Task — The data below is to be set down exactly.

Source records —
..........

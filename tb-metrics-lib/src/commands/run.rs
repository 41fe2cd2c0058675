//! Command dispatch logic for tb-metrics

use super::{CollectArgs, collect_metrics};
use crate::{Host, Result};
use clap::Parser;
use clap::builder::Styles;
use clap::builder::styling::{AnsiColor, Effects};

const CLAP_STYLES: Styles = Styles::styled()
    .header(AnsiColor::Green.on_default().effects(Effects::BOLD))
    .usage(AnsiColor::Green.on_default().effects(Effects::BOLD))
    .literal(AnsiColor::Cyan.on_default().effects(Effects::BOLD))
    .placeholder(AnsiColor::Cyan.on_default());

#[derive(Parser, Debug)]
#[command(name = "tb-metrics", version, author, long_about = None)]
#[command(about = "Collect Thunderbird release-readiness metrics into a spreadsheet")]
#[command(styles = CLAP_STYLES)]
struct Cli {
    #[command(flatten)]
    args: CollectArgs,
}

/// Parse command-line arguments and run a collection
///
/// This function is designed to be called from main.rs with the program arguments.
///
/// # Arguments
///
/// * `args` - An iterator of command-line arguments (typically from `std::env::args()`)
///
/// # Errors
///
/// Returns an error if the collection fails
pub async fn run<I, T, H>(host: &mut H, args: I) -> Result<()>
where
    I: IntoIterator<Item = T>,
    T: Into<std::ffi::OsString> + Clone,
    H: Host,
{
    let cli = Cli::parse_from(args);
    collect_metrics(host, &cli.args).await
}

..........

Finished task —
filename tb-metrics-lib/src/commands/run.rs
repository 41fe2cd2c0058675
//! Command dispatch logic for tb-metrics

use super::{CollectArgs, collect_metrics};
use crate::{Host, Result};
use clap::Parser;
use clap::builder::Styles;
use clap::builder::styling::{AnsiColor, Effects};

const CLAP_STYLES: Styles = Styles::styled()
    .header(AnsiColor::Green.on_default().effects(Effects::BOLD))
    .usage(AnsiColor::Green.on_default().effects(Effects::BOLD))
    .literal(AnsiColor::Cyan.on_default().effects(Effects::BOLD))
    .placeholder(AnsiColor::Cyan.on_default());

#[derive(Parser, Debug)]
#[command(name = "tb-metrics", version, author, long_about = None)]
#[command(about = "Collect Thunderbird release-readiness metrics into a spreadsheet")]
#[command(styles = CLAP_STYLES)]
struct Cli {
    #[command(flatten)]
    args: CollectArgs,
}

/// Parse command-line arguments and run a collection
///
/// This function is designed to be called from main.rs with the program arguments.
///
/// # Arguments
///
/// * `args` - An iterator of command-line arguments (typically from `std::env::args()`)
///
/// # Errors
///
/// Returns an error if the collection fails
pub async fn run<I, T, H>(host: &mut H, args: I) -> Result<()>
where
    I: IntoIterator<Item = T>,
    T: Into<std::ffi::OsString> + Clone,
    H: Host,
{
    let cli = Cli::parse_from(args);
    collect_metrics(host, &cli.args).await
}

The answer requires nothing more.